··· Record extracts ···

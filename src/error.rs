//! Error types for the EPREL SDK.

use thiserror::Error;

/// Result type for EPREL operations.
pub type Result<T> = std::result::Result<T, Error>;

/// Status reported for failures that originate on the client side.
pub const LOCAL_FAILURE_STATUS: u16 = 500;

/// Error types for the EPREL SDK.
#[derive(Error, Debug, Clone, PartialEq, Eq)]
pub enum Error {
    /// The requested resource does not exist.
    ///
    /// Only raised by operations that address a single resource by key.
    #[error("Not found: {0}")]
    NotFound(String),

    /// The request failed for any other reason.
    #[error("API error ({status}): {message}")]
    Api {
        /// Upstream HTTP status, or 500 when the failure was local.
        status: u16,
        /// Error message
        message: String,
    },

    /// Invalid client-side input, rejected before any request was sent.
    #[error("Configuration error: {0}")]
    Config(String),
}

impl Error {
    /// Create an API error for a failure that happened on this side of the wire.
    pub(crate) fn local(message: impl Into<String>) -> Self {
        Error::Api {
            status: LOCAL_FAILURE_STATUS,
            message: message.into(),
        }
    }

    /// The HTTP status associated with this error, if any.
    pub fn status(&self) -> Option<u16> {
        match self {
            Error::NotFound(_) => Some(404),
            Error::Api { status, .. } => Some(*status),
            Error::Config(_) => None,
        }
    }

    /// Whether this error means the addressed resource does not exist.
    pub fn is_not_found(&self) -> bool {
        matches!(self, Error::NotFound(_))
    }

    /// Prefix the message with the failing operation.
    pub(crate) fn context(self, operation: &str) -> Self {
        match self {
            Error::Api { status, message } => Error::Api {
                status,
                message: format!("Failed to {}: {}", operation, message),
            },
            other => other,
        }
    }
}

/// Classify a non-success HTTP response.
///
/// `not_found` is the message used when a 404 should surface as
/// [`Error::NotFound`]; operations that do not address a single resource pass
/// `None` and get a plain [`Error::Api`] instead.
pub(crate) fn classify_status(status: u16, body: &[u8], not_found: Option<&str>) -> Error {
    if status == 404 {
        if let Some(message) = not_found {
            return Error::NotFound(message.to_string());
        }
    }

    Error::Api {
        status,
        message: error_message(status, body),
    }
}

/// Pull a human readable message out of an error body.
fn error_message(status: u16, body: &[u8]) -> String {
    let parsed: Option<ErrorResponse> = serde_json::from_slice(body).ok();
    parsed
        .and_then(|err| err.message.or(err.error).or(err.detail))
        .unwrap_or_else(|| {
            reqwest::StatusCode::from_u16(status)
                .ok()
                .and_then(|s| s.canonical_reason())
                .unwrap_or("Unknown error")
                .to_string()
        })
}

#[derive(serde::Deserialize)]
struct ErrorResponse {
    message: Option<String>,
    error: Option<String>,
    detail: Option<String>,
}

#[cfg(test)]
mod tests {
    use super::*;

    #[test]
    fn test_not_found_only_for_resource_lookups() {
        let err = classify_status(404, b"", Some("Product not found: 1"));
        assert_eq!(err, Error::NotFound("Product not found: 1".into()));
        assert!(err.is_not_found());

        let err = classify_status(404, b"", None);
        assert_eq!(err.status(), Some(404));
        assert!(!err.is_not_found());
    }

    #[test]
    fn test_error_message_from_body() {
        let err = classify_status(400, br#"{"message":"bad group"}"#, None);
        assert_eq!(
            err,
            Error::Api {
                status: 400,
                message: "bad group".into()
            }
        );

        let err = classify_status(503, b"<html>", None);
        assert_eq!(
            err,
            Error::Api {
                status: 503,
                message: "Service Unavailable".into()
            }
        );
    }

    #[test]
    fn test_local_failure_status() {
        let err = Error::local("boom").context("fetch products");
        assert_eq!(err.status(), Some(LOCAL_FAILURE_STATUS));
        assert_eq!(err.to_string(), "API error (500): Failed to fetch products: boom");
        assert_eq!(Error::Config("x".into()).status(), None);
    }
}
//! Field resolution for upstream JSON objects.
//!
//! The registry has served the same record under several field names over
//! time. Each canonical field lists the upstream keys it accepts, in order of
//! preference; the first key holding a value of the expected JSON type wins.

use serde_json::{Map, Value};

/// A decoded JSON object.
pub type JsonObject = Map<String, Value>;

/// A canonical field and the upstream keys it may be read from.
pub(crate) struct Field {
    pub(crate) aliases: &'static [&'static str],
}

impl Field {
    pub(crate) const fn new(aliases: &'static [&'static str]) -> Self {
        Self { aliases }
    }

    /// First alias holding a string.
    pub(crate) fn string(&self, object: &JsonObject) -> Option<String> {
        self.aliases
            .iter()
            .find_map(|key| object.get(*key).and_then(Value::as_str))
            .map(str::to_string)
    }

    /// First alias holding an integer.
    pub(crate) fn int(&self, object: &JsonObject) -> Option<i64> {
        self.aliases
            .iter()
            .find_map(|key| object.get(*key).and_then(Value::as_i64))
    }

    /// Truthiness of the first alias present.
    pub(crate) fn truthy(&self, object: &JsonObject) -> bool {
        self.aliases
            .iter()
            .find_map(|key| object.get(*key))
            .is_some_and(is_truthy)
    }

    /// First alias holding an object.
    pub(crate) fn object<'a>(&self, object: &'a JsonObject) -> Option<&'a JsonObject> {
        self.aliases
            .iter()
            .find_map(|key| object.get(*key).and_then(Value::as_object))
    }

    fn covers(&self, key: &str) -> bool {
        self.aliases.contains(&key)
    }
}

/// Loose truthiness: `null`, `false`, `0`, `""`, `"0"` and empty
/// collections are false, everything else is true.
pub(crate) fn is_truthy(value: &Value) -> bool {
    match value {
        Value::Null => false,
        Value::Bool(b) => *b,
        Value::Number(n) => n.as_f64().is_some_and(|f| f != 0.0),
        Value::String(s) => !s.is_empty() && s != "0",
        Value::Array(a) => !a.is_empty(),
        Value::Object(o) => !o.is_empty(),
    }
}

/// Collect the open parameter bag.
///
/// Starts from `explicit` (an upstream object carrying the bag directly) and
/// adds every top-level key not claimed by any of `known`. Keys from the
/// top level override explicit entries of the same name. Returns `None` when
/// nothing was collected.
pub(crate) fn collect_unknown(
    object: &JsonObject,
    known: &[&Field],
    explicit: Option<&JsonObject>,
) -> Option<JsonObject> {
    let mut bag = explicit.cloned().unwrap_or_default();

    for (key, value) in object {
        if !known.iter().any(|field| field.covers(key)) {
            bag.insert(key.clone(), value.clone());
        }
    }

    if bag.is_empty() {
        None
    } else {
        Some(bag)
    }
}
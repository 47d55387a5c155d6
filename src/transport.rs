//! HTTP transport seam.
//!
//! The client never talks to the network directly. It asks a [`Connector`]
//! for a [`Transport`] built from the current [`ClientConfig`] and sends
//! plain request values through it. [`HttpConnector`] is the default and
//! produces a `reqwest` backed [`HttpTransport`].

use crate::config::ClientConfig;
use crate::error::{Error, Result};
use crate::version::{pinned_api_version, API_KEY_HEADER, API_VERSION_HEADER};
use async_trait::async_trait;
use reqwest::header::{HeaderMap, HeaderName, HeaderValue, ACCEPT, CONTENT_TYPE, USER_AGENT};
use reqwest::Method;
use std::sync::Arc;
use thiserror::Error;

/// A request as plain data.
#[derive(Debug, Clone, PartialEq, Eq)]
pub struct TransportRequest {
    /// HTTP method.
    pub method: Method,
    /// Path relative to the base URL, or an absolute `http(s)` URL.
    pub path: String,
    /// Query string pairs, passed through verbatim.
    pub query: Vec<(String, String)>,
}

impl TransportRequest {
    /// A GET request without query parameters.
    pub fn get(path: impl Into<String>) -> Self {
        Self {
            method: Method::GET,
            path: path.into(),
            query: Vec::new(),
        }
    }

    /// Replace the query parameters.
    pub fn with_query(mut self, query: Vec<(String, String)>) -> Self {
        self.query = query;
        self
    }
}

/// A response as plain data.
#[derive(Debug, Clone)]
pub struct TransportResponse {
    /// HTTP status code.
    pub status: u16,
    /// Response headers.
    pub headers: HeaderMap,
    /// Raw body.
    pub body: Vec<u8>,
}

impl TransportResponse {
    /// Whether the status is 2xx.
    pub fn is_success(&self) -> bool {
        (200..300).contains(&self.status)
    }

    /// The `Content-Type` header, if present and readable.
    pub fn content_type(&self) -> Option<&str> {
        self.headers.get(CONTENT_TYPE).and_then(|v| v.to_str().ok())
    }
}

/// Failure reported by a transport.
#[derive(Error, Debug, Clone, PartialEq, Eq)]
pub enum TransportError {
    /// The server answered with an error status.
    ///
    /// Transports may also hand error statuses back as a normal
    /// [`TransportResponse`]; both are classified the same way.
    #[error("HTTP status {status}")]
    Status {
        /// HTTP status code.
        status: u16,
        /// Error body.
        body: Vec<u8>,
    },

    /// No usable response was received.
    #[error("{0}")]
    Network(String),
}

/// Sends requests to the registry.
#[async_trait]
pub trait Transport: Send + Sync {
    /// Send one request and return whatever the server answered.
    async fn send(
        &self,
        request: TransportRequest,
    ) -> std::result::Result<TransportResponse, TransportError>;
}

/// Builds a [`Transport`] for a configuration.
pub trait Connector: Send + Sync {
    /// Build a transport reflecting `config`.
    fn connect(&self, config: &ClientConfig) -> Result<Arc<dyn Transport>>;
}

impl<F> Connector for F
where
    F: Fn(&ClientConfig) -> Result<Arc<dyn Transport>> + Send + Sync,
{
    fn connect(&self, config: &ClientConfig) -> Result<Arc<dyn Transport>> {
        self(config)
    }
}

/// Default connector producing [`HttpTransport`]s.
#[derive(Debug, Clone, Copy, Default)]
pub struct HttpConnector;

impl Connector for HttpConnector {
    fn connect(&self, config: &ClientConfig) -> Result<Arc<dyn Transport>> {
        Ok(Arc::new(HttpTransport::new(config)?))
    }
}

/// `reqwest` based transport.
pub struct HttpTransport {
    http_client: reqwest::Client,
    base_url: String,
}

impl HttpTransport {
    /// Build a transport with the headers `config` calls for.
    pub fn new(config: &ClientConfig) -> Result<Self> {
        let mut headers = HeaderMap::new();
        headers.insert(ACCEPT, HeaderValue::from_static("application/json"));
        headers.insert(USER_AGENT, header_value("User-Agent", &config.user_agent)?);

        if let Some(key) = &config.api_key {
            let mut value = header_value("API key", key)?;
            value.set_sensitive(true);
            headers.insert(HeaderName::from_static(API_KEY_HEADER), value);
        }

        if let Some(version) = pinned_api_version(&config.version) {
            headers.insert(
                HeaderName::from_static(API_VERSION_HEADER),
                header_value("API version", version)?,
            );
        }

        let http_client = reqwest::Client::builder()
            .default_headers(headers)
            .timeout(config.timeout)
            .build()
            .map_err(|e| Error::Config(format!("Failed to build HTTP client: {}", e)))?;

        Ok(Self {
            http_client,
            base_url: config.base_url.trim_end_matches('/').to_string(),
        })
    }

    fn resolve(&self, path: &str) -> String {
        if path.starts_with("http://") || path.starts_with("https://") {
            path.to_string()
        } else {
            format!("{}{}", self.base_url, path)
        }
    }
}

fn header_value(name: &str, value: &str) -> Result<HeaderValue> {
    HeaderValue::from_str(value)
        .map_err(|_| Error::Config(format!("{} is not a valid header value", name)))
}

#[async_trait]
impl Transport for HttpTransport {
    async fn send(
        &self,
        request: TransportRequest,
    ) -> std::result::Result<TransportResponse, TransportError> {
        let url = self.resolve(&request.path);
        let mut req = self.http_client.request(request.method, &url);
        if !request.query.is_empty() {
            req = req.query(&request.query);
        }

        let response = req.send().await.map_err(|e| {
            if e.is_timeout() {
                TransportError::Network(format!("Request to {} timed out", url))
            } else {
                TransportError::Network(e.to_string())
            }
        })?;

        let status = response.status().as_u16();
        let headers = response.headers().clone();
        let body = response
            .bytes()
            .await
            .map_err(|e| TransportError::Network(e.to_string()))?
            .to_vec();

        Ok(TransportResponse {
            status,
            headers,
            body,
        })
    }
}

···

Look above for the line with "#[derive(Debug, Clone)]" and the line with "present and readable."; transcribe both and all lines in between, exactly, and nothing else.

#[derive(Debug, Clone)]
pub struct TransportResponse {
    /// HTTP status code.
    pub status: u16,
    /// Response headers.
    pub headers: HeaderMap,
    /// Raw body.
    pub body: Vec<u8>,
}

impl TransportResponse {
    /// Whether the status is 2xx.
    pub fn is_success(&self) -> bool {
        (200..300).contains(&self.status)
    }

    /// The `Content-Type` header, if present and readable.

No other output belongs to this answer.